HIV Basics for the Physician Assistant Exam - dummies

HIV Basics for the Physician Assistant Exam

By Barry Schoenborn, Richard Snyder

For the Physician Assistant Exam (PANCE), you should be familiar with some general stuff concerning HIV, specific infections related to HIV, and side effects of certain medications. HIV stands for human immunodeficiency virus. Risk factors for acquiring HIV include high-risk sexual behavior and drug abuse, especially intravenous use with dirty needles. Coming into contact with contaminated blood from someone with HIV is also a cause.

Almost right after someone is infected, he or she may experience an acute syndrome related to the HIV infection. It can cause typical flu-like symptoms, with gastrointestinal upset, sore throat, fever, muscle aches, and joint pains. You may also see neuropathy and a skin rash.

Testing for HIV includes an initial enzyme-linked immunosorbent assay (ELISA), followed by the confirmatory western blot. The big issue with HIV is establishing how well the immune system is functioning, which you do by ordering a CD4 count and a plasma HIV RNA level.

The lower the CD4 count, the higher the risk of acquiring certain infections. HIV also involves an acquired deficiency of T cells, which are important for conferring cellular immunity.

The treatment, which is a science in and of itself, has transformed the lives of millions of people. It involves using different categories of medications, including protease inhibitors, reverse transcriptase inhibitors, and others.
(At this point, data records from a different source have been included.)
//! Batch collector
//!
//! Drives one run: crawl candidates, skip titles already captured, adopt the
//! share into storage, wait, rename, record. Every per-item failure is logged
//! and the batch moves on.

use futures_util::StreamExt;
use tracing::{error, info, warn};

use crate::crawler::{Crawler, PageRange};
use crate::dedup_filter::{FilterError, TitleFilter};
use crate::movie::MovieInfo;
use crate::parser::ParsedListing;
use crate::providers::TransferError;
use crate::transfer::{TargetFolder, TransferOrchestrator};

/// Outcome counts for one run.
#[derive(Debug, Clone, Copy, Default, PartialEq, Eq)]
pub struct CollectStats {
    pub seen: usize,
    pub skipped: usize,
    pub captured: usize,
    pub failed: usize,
}

/// Why one item was not captured.
#[derive(Debug, thiserror::Error)]
enum ItemError {
    #[error(transparent)]
    Transfer(#[from] TransferError),
    #[error(transparent)]
    Filter(#[from] FilterError),
}

pub struct Collector {
    orchestrator: TransferOrchestrator,
    crawler: Box<dyn Crawler>,
    filter: Box<dyn TitleFilter>,
    folder_pattern: String,
    file_pattern: String,
}

impl Collector {
    pub fn new(
        orchestrator: TransferOrchestrator,
        crawler: Box<dyn Crawler>,
        filter: Box<dyn TitleFilter>,
        folder_pattern: impl Into<String>,
        file_pattern: impl Into<String>,
    ) -> Self {
        Self {
            orchestrator,
            crawler,
            filter,
            folder_pattern: folder_pattern.into(),
            file_pattern: file_pattern.into(),
        }
    }

    pub fn orchestrator(&self) -> &TransferOrchestrator {
        &self.orchestrator
    }

    /// Run over `pages`, then close the filter.
    pub async fn collect(&mut self, pages: PageRange) -> CollectStats {
        let mut stats = CollectStats::default();
        info!("Collecting pages {}", pages);

        let mut candidates = self.crawler.crawl(pages);
        while let Some(listing) = candidates.next().await {
            stats.seen += 1;
            match self.filter.exists(&listing.movie.title, listing.movie.year) {
                Ok(true) => {
                    info!("Skipping {}: already captured", listing.movie);
                    stats.skipped += 1;
                    continue;
                }
                Ok(false) => {}
                Err(e) => warn!("Filter lookup for {} failed, trying anyway: {}", listing.movie, e),
            }

            let outcome = capture(
                &mut self.orchestrator,
                self.filter.as_mut(),
                &listing,
                &self.folder_pattern,
                &self.file_pattern,
            )
            .await;
            match outcome {
                Ok(()) => {
                    info!("Captured {}", listing.movie);
                    stats.captured += 1;
                }
                Err(e) => {
                    error!("Failed to capture {}: {}", listing.movie, e);
                    stats.failed += 1;
                }
            }
        }
        drop(candidates);

        if let Err(e) = self.filter.close() {
            error!("Closing title filter failed: {}", e);
        }
        info!(
            "Run finished: {} seen, {} skipped, {} captured, {} failed",
            stats.seen, stats.skipped, stats.captured, stats.failed
        );
        stats
    }
}

async fn capture(
    orchestrator: &mut TransferOrchestrator,
    filter: &mut dyn TitleFilter,
    listing: &ParsedListing,
    folder_pattern: &str,
    file_pattern: &str,
) -> Result<(), ItemError> {
    let movie: &MovieInfo = &listing.movie;
    let folder_name = movie.render(folder_pattern);
    let file_name = movie.render(file_pattern);

    let submitted = orchestrator
        .transfer(TargetFolder::Named(folder_name), &file_name, &listing.share_link)
        .await?;
    orchestrator.finalize(&submitted).await?;

    let label = orchestrator.pool().provider_type().to_string();
    filter.record(&movie.title, movie.year, &label, &submitted.account)?;
    Ok(())
}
Here are four high-yield items about HIV meds you should know for the test:

  • Zidovudine (AZT) causes a macrocytic anemia. You can see a mean corpuscular volume (MCV) > 100 in someone on this medication. Folate replacement may be needed.
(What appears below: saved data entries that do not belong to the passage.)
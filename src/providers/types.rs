//! Shared types for storage providers
//!
//! This module contains the data model shared by the provider sessions and the
//! transfer engine: credentials, remote file entries, share descriptors,
//! capacity snapshots and the error taxonomy.

use secrecy::SecretString;
use serde::{Deserialize, Serialize};
use std::fmt;
use thiserror::Error;

/// Supported storage provider types
#[derive(Debug, Clone, Copy, PartialEq, Eq, Serialize, Deserialize)]
#[serde(rename_all = "lowercase")]
pub enum ProviderType {
    /// China Telecom Cloud189 (天翼云盘)
    Cloud189,
}

impl fmt::Display for ProviderType {
    fn fmt(&self, f: &mut fmt::Formatter<'_>) -> fmt::Result {
        match self {
            ProviderType::Cloud189 => write!(f, "Cloud189"),
        }
    }
}

/// Login credentials for one storage account
#[derive(Debug, Clone)]
pub struct Credentials {
    pub username: String,
    pub password: SecretString,
}

impl Credentials {
    pub fn new(username: impl Into<String>, password: impl Into<String>) -> Self {
        Self {
            username: username.into(),
            password: SecretString::from(password.into()),
        }
    }
}

/// Remote file or folder entry, as read from the provider at resolution time.
#[derive(Debug, Clone, PartialEq, Eq, Serialize, Deserialize)]
pub struct RemoteFile {
    /// Provider file id
    pub file_id: String,
    /// Whether this is a folder
    pub is_folder: bool,
    /// File size in bytes (0 for folders)
    pub size: u64,
    /// File or folder name
    pub name: String,
}

impl RemoteFile {
    pub fn file(file_id: impl Into<String>, name: impl Into<String>, size: u64) -> Self {
        Self {
            file_id: file_id.into(),
            is_folder: false,
            size,
            name: name.into(),
        }
    }

    pub fn folder(file_id: impl Into<String>, name: impl Into<String>) -> Self {
        Self {
            file_id: file_id.into(),
            is_folder: true,
            size: 0,
            name: name.into(),
        }
    }

    /// Substring after the last `.` of the name, empty when there is none.
    pub fn extension(&self) -> &str {
        self.name.rsplit_once('.').map(|(_, ext)| ext).unwrap_or("")
    }
}

/// Metadata returned for a share code: the shared entry plus the values
/// every follow-up call on that share must carry.
#[derive(Debug, Clone, PartialEq, Eq)]
pub struct ShareInfo {
    /// The shared file or folder itself
    pub entry: RemoteFile,
    /// Provider share id (needed to list and save)
    pub share_id: String,
    /// Provider share mode
    pub share_mode: String,
    /// Access code confirmed by the provider, if the share is gated
    pub access_code: Option<String>,
}

/// One level of a shared folder: its files and the ids of its subfolders.
#[derive(Debug, Clone, Default, PartialEq, Eq)]
pub struct ShareDirListing {
    pub files: Vec<RemoteFile>,
    pub folders: Vec<String>,
}

/// Free space reported by the provider for one account.
/// Never cached; each sufficiency decision fetches a fresh one.
#[derive(Debug, Clone, Copy, PartialEq, Eq, Serialize, Deserialize)]
pub struct CapacitySnapshot {
    pub free_bytes: u64,
}

// ============ Error Types ============

/// Login handshake failure. The account is unusable for now.
#[derive(Error, Debug)]
pub enum AuthError {
    #[error("Login step '{step}' returned HTTP {status}")]
    Http { step: &'static str, status: u16 },

    #[error("Login step '{step}' response is missing '{field}'")]
    MissingField { step: &'static str, field: &'static str },

    #[error("Login step '{step}' failed: {message}")]
    Network { step: &'static str, message: String },

    #[error("Credential encryption failed: {0}")]
    Crypto(String),
}

/// Malformed, expired or unreachable share
#[derive(Error, Debug)]
pub enum ShareLinkError {
    #[error("Malformed link: {0}")]
    Malformed(String),

    #[error("Share not found/expired: {0}")]
    NotFound(String),

    #[error("Shared folder contains no files: {0}")]
    Empty(String),

    #[error("Shared folder nesting exceeds {limit} levels")]
    TooDeep { limit: usize },

    #[error("Shared folder exceeds {limit} entries")]
    TooManyEntries { limit: usize },

    #[error("Share request failed: {0}")]
    Network(String),
}

/// Quota introspection failure. Never interpreted as "insufficient".
#[derive(Error, Debug)]
pub enum CapacityQueryError {
    #[error("Capacity query returned HTTP {0}")]
    Http(u16),

    #[error("Capacity response is missing '{0}'")]
    MissingField(&'static str),

    #[error("Capacity query failed: {0}")]
    Network(String),
}

/// Quota exhausted across the whole pool
#[derive(Error, Debug)]
pub enum StorageError {
    #[error("No account has sufficient capacity ({attempts} checks)")]
    NoCapacity { attempts: usize },

    #[error("Account pool is empty")]
    EmptyPool,
}

/// Create, rename, list or submit failure
#[derive(Error, Debug)]
pub enum FileOperationError {
    #[error("Create folder '{name}' failed: {message}")]
    CreateFolder { name: String, message: String },

    #[error("Submit failed: {0}")]
    SubmitFailed(String),

    #[error("Nothing to rename in folder {0}")]
    NothingToRename(String),

    #[error("Rename failed: {0}")]
    RenameFailed(String),

    #[error("List folder {folder_id} failed: {message}")]
    ListFailed { folder_id: String, message: String },

    #[error("Copy did not complete in time: '{name}' not present after {waited_secs}s")]
    CopyTimeout { name: String, waited_secs: u64 },
}

/// Any failure of one "adopt a share link" job
#[derive(Error, Debug)]
pub enum TransferError {
    #[error(transparent)]
    Auth(#[from] AuthError),

    #[error(transparent)]
    ShareLink(#[from] ShareLinkError),

    #[error(transparent)]
    Capacity(#[from] CapacityQueryError),

    #[error(transparent)]
    Storage(#[from] StorageError),

    #[error(transparent)]
    FileOperation(#[from] FileOperationError),
}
  • Didanosine (DDI, brand name Videx) causes pancreatitis.

  • Tenofovir disoproxil fumarate (TDF, brand name Viread) causes acute kidney failure.

  • Indinavir (Crixivan) causes kidney stones.
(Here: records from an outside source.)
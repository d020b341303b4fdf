//! Folder operations on the current account: create, wait for an
//! asynchronous copy to land, rename.

use serde::{Deserialize, Serialize};
use std::time::Duration;
use tokio::time::Instant;
use tracing::{debug, info};

use crate::account_pool::AccountPool;
use crate::providers::{FileOperationError, RemoteFile, TransferError};

/// How long to poll a target folder for a submitted copy.
#[derive(Debug, Clone, Copy, Serialize, Deserialize)]
#[serde(default)]
pub struct CompletionPolicy {
    pub timeout_secs: u64,
    pub poll_interval_ms: u64,
}

impl Default for CompletionPolicy {
    fn default() -> Self {
        Self {
            timeout_secs: 120,
            poll_interval_ms: 2000,
        }
    }
}

/// What a submitted copy may look like once it has landed.
#[derive(Debug, Clone, PartialEq, Eq)]
pub struct ExpectedCopy {
    /// Name the copy was submitted under
    pub target_name: String,
    /// Name of the shared file, which the provider may keep
    pub source_name: String,
    /// The folder holds nothing but this title, so any file in it counts
    pub dedicated_folder: bool,
}

impl ExpectedCopy {
    /// Pick the landed copy: target name first, then source name, then (in a
    /// dedicated folder) the first file listed.
    pub fn pick(&self, files: Vec<RemoteFile>) -> Option<RemoteFile> {
        let named = |name: &str| files.iter().position(|f| !f.is_folder && f.name == name);
        let index = named(&self.target_name)
            .or_else(|| named(&self.source_name))
            .or_else(|| {
                self.dedicated_folder
                    .then(|| files.iter().position(|f| !f.is_folder))
                    .flatten()
            })?;
        files.into_iter().nth(index)
    }
}

#[derive(Debug, Clone, Copy, Default)]
pub struct FolderOps {
    completion: CompletionPolicy,
}

impl FolderOps {
    pub fn new(completion: CompletionPolicy) -> Self {
        Self { completion }
    }

    /// Create `name` under the current account's root folder.
    pub async fn create_folder(&self, pool: &mut AccountPool, name: &str) -> Result<String, TransferError> {
        let root = pool.root_folder().await?;
        let id = pool.session().await?.create_folder(name, &root).await?;
        debug!("Created folder '{}' ({}) under {}", name, id, root);
        Ok(id)
    }

    /// Reuse the folder `name` under the current account's root when an
    /// earlier attempt left it behind, otherwise create it.
    pub async fn ensure_folder(&self, pool: &mut AccountPool, name: &str) -> Result<String, TransferError> {
        let root = pool.root_folder().await?;
        if let Some(id) = pool.session().await?.find_folder(&root, name).await? {
            info!("Reusing folder '{}' ({})", name, id);
            return Ok(id);
        }
        self.create_folder(pool, name).await
    }

    /// Rename `file_id`, or the first entry of `folder_id` when no id is known.
    /// Returns the id of the renamed entry.
    pub async fn rename(
        &self,
        pool: &mut AccountPool,
        new_name: &str,
        folder_id: &str,
        file_id: Option<&str>,
    ) -> Result<String, TransferError> {
        let session = pool.session().await?;
        let target = match file_id {
            Some(id) => id.to_string(),
            None => session
                .list_files(folder_id)
                .await?
                .into_iter()
                .next()
                .map(|f| f.file_id)
                .ok_or_else(|| FileOperationError::NothingToRename(folder_id.to_string()))?,
        };
        session.rename_file(&target, new_name).await?;
        info!("Renamed {} to '{}'", target, new_name);
        Ok(target)
    }

    /// Poll `folder_id` until the copy described by `expected` shows up.
    pub async fn wait_for_copy(
        &self,
        pool: &mut AccountPool,
        folder_id: &str,
        expected: &ExpectedCopy,
    ) -> Result<RemoteFile, TransferError> {
        let timeout = Duration::from_secs(self.completion.timeout_secs);
        let interval = Duration::from_millis(self.completion.poll_interval_ms.max(1));
        let started = Instant::now();
        let session = pool.session().await?;

        loop {
            let files = session.list_files(folder_id).await?;
            if let Some(file) = expected.pick(files) {
                debug!(
                    "Copy of '{}' landed as '{}' after {:?}",
                    expected.source_name,
                    file.name,
                    started.elapsed()
                );
                return Ok(file);
            }
            if started.elapsed() >= timeout {
                return Err(FileOperationError::CopyTimeout {
                    name: expected.target_name.clone(),
                    waited_secs: started.elapsed().as_secs(),
                }
                .into());
            }
            tokio::time::sleep(interval).await;
        }
    }
}

#[cfg(test)]
mod tests {
    use super::*;
    use crate::account_pool::Account;
    use crate::providers::Credentials;
    use crate::test_support::FakeCloud;

    fn pool(cloud: &FakeCloud) -> AccountPool {
        let accounts = vec![Account::new(Credentials::new("a", "pw"), Some("root".into()))];
        AccountPool::new(cloud.provider(), accounts).unwrap()
    }

    fn quick() -> FolderOps {
        FolderOps::new(CompletionPolicy { timeout_secs: 0, poll_interval_ms: 1 })
    }

    #[tokio::test]
    async fn test_create_folder_under_root() {
        let cloud = FakeCloud::new();
        let mut pool = pool(&cloud);
        let id = quick().create_folder(&mut pool, "Dune (2021)").await.unwrap();
        assert!(cloud.state().folders.contains_key(&id));
        assert_eq!(cloud.state().created_folders[0].2, "root");
    }

    #[tokio::test]
    async fn test_rename_first_entry_without_id() {
        let cloud = FakeCloud::new();
        cloud.state().folders.insert("dir".into(), vec![RemoteFile::file("only", "x.mkv", 1)]);
        let mut pool = pool(&cloud);
        let renamed = quick().rename(&mut pool, "Dune.mkv", "dir", None).await.unwrap();
        assert_eq!(renamed, "only");
        assert_eq!(cloud.state().folders["dir"][0].name, "Dune.mkv");
    }

    #[tokio::test]
    async fn test_rename_empty_folder_fails() {
        let cloud = FakeCloud::new();
        cloud.state().folders.insert("dir".into(), Vec::new());
        let mut pool = pool(&cloud);
        let result = quick().rename(&mut pool, "Dune.mkv", "dir", None).await;
        assert!(matches!(
            result,
            Err(TransferError::FileOperation(FileOperationError::NothingToRename(_)))
        ));
        assert!(cloud.state().renames.is_empty());
    }

    #[tokio::test]
    async fn test_rename_with_explicit_id_skips_listing() {
        let cloud = FakeCloud::new();
        cloud.state().folders.insert(
            "dir".into(),
            vec![RemoteFile::file("first", "a.mkv", 1), RemoteFile::file("second", "b.mkv", 1)],
        );
        let mut pool = pool(&cloud);
        quick().rename(&mut pool, "B.mkv", "dir", Some("second")).await.unwrap();
        assert_eq!(cloud.state().renames, vec![("second".to_string(), "B.mkv".to_string())]);
    }

    fn expected(dedicated_folder: bool) -> ExpectedCopy {
        ExpectedCopy {
            target_name: "Dune (2021).mkv".into(),
            source_name: "Dune.2021.2160p.mkv".into(),
            dedicated_folder,
        }
    }

    #[test]
    fn test_pick_prefers_target_then_source_name() {
        let files = vec![
            RemoteFile::file("src", "Dune.2021.2160p.mkv", 1),
            RemoteFile::file("dst", "Dune (2021).mkv", 1),
        ];
        assert_eq!(expected(false).pick(files.clone()).unwrap().file_id, "dst");
        assert_eq!(expected(false).pick(files[..1].to_vec()).unwrap().file_id, "src");
        assert!(expected(false).pick(Vec::new()).is_none());
    }

    #[test]
    fn test_pick_any_file_only_in_dedicated_folder() {
        let files = vec![
            RemoteFile::folder("sub", "extras"),
            RemoteFile::file("renamed", "dune-web.mkv", 1),
        ];
        assert!(expected(false).pick(files.clone()).is_none());
        assert_eq!(expected(true).pick(files).unwrap().file_id, "renamed");
    }

    #[tokio::test]
    async fn test_wait_finds_copy_under_source_name() {
        let cloud = FakeCloud::new();
        cloud.state().folders.insert(
            "dir".into(),
            vec![RemoteFile::file("other", "stale.mkv", 1), RemoteFile::file("new", "Dune.2021.2160p.mkv", 2)],
        );
        let mut pool = pool(&cloud);
        let file = quick().wait_for_copy(&mut pool, "dir", &expected(false)).await.unwrap();
        assert_eq!(file.file_id, "new");
    }

    #[tokio::test]
    async fn test_wait_times_out_instead_of_taking_other_file() {
        let cloud = FakeCloud::new();
        cloud.state().folders.insert("dir".into(), vec![RemoteFile::file("other", "stale.mkv", 1)]);
        let mut pool = pool(&cloud);
        let result = quick().wait_for_copy(&mut pool, "dir", &expected(false)).await;
        assert!(matches!(
            result,
            Err(TransferError::FileOperation(FileOperationError::CopyTimeout { .. }))
        ));
    }

    #[tokio::test]
    async fn test_ensure_folder_reuses_leftover() {
        let cloud = FakeCloud::new();
        let mut pool = pool(&cloud);
        let first = quick().ensure_folder(&mut pool, "Dune (2021)").await.unwrap();
        let again = quick().ensure_folder(&mut pool, "Dune (2021)").await.unwrap();
        assert_eq!(first, again);
        assert_eq!(cloud.state().created_folders.len(), 1);

        let other = quick().ensure_folder(&mut pool, "Arrival (2016)").await.unwrap();
        assert_ne!(other, first);
    }
}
Some PANCE questions concern infections, especially at the lower CD4 counts. These infections include toxoplasmosis and atypical mycobacterial infections. They’re rampant in the HIV population, and the majority of test questions about infections are likely to involve underlying HIV. Here are some key points related to infections:

  • A normal CD4 count is >= 500 cells. The risk for many opportunistic infections occurs when the CD4 count falls below 250. A CD4 count of < 200 is considered diagnostic for AIDS.

  • Remember the four c’s, which you can see in advanced HIV: Candida, Cryptococcus, Cryptosporidium, and CMV (cytomegalovirus). Cryptosporidium is a cause of infectious diarrhea in someone with advanced HIV.

  • Toxoplasmosis is caused by a parasite. Cats are actually the ones primarily infected, because Toxoplasma gondii shows up in their feces. In someone with HIV, the infections are potentially fatal. This parasite can cause encephalitis. On a CT scan of the head with contrast, toxoplasmosis has been described as a “ring-enhancing lesion.” The treatment for toxoplasmosis is a combination of pyrimethamine and sulfadiazine.

In someone with a low CD4 count, trimethoprim/sulfamethoxazole (Bactrim) is used for pneumocystis and toxoplasmosis prophylaxis.

Tuberculosis and atypical mycobacterial disease are more prevalent in the HIV population. Concerning atypical mycobacterial infections, the big one to be familiar with is the Mycobacterium avium complex. You can see this infection in advanced HIV, with CD4 counts < 50. The most glaring presenting symptom of a MAC attack is significant adenopathy. It can cause gastrointestinal problems, including ulcers and diarrhea. It can also cause joint and muscle infections.

Treatments can include macrolide antibiotics, rifabutin, and the fluoroquinolones. Rifabutin and clarithromycin (Biaxin) seem to be the more popular meds asked about in test questions.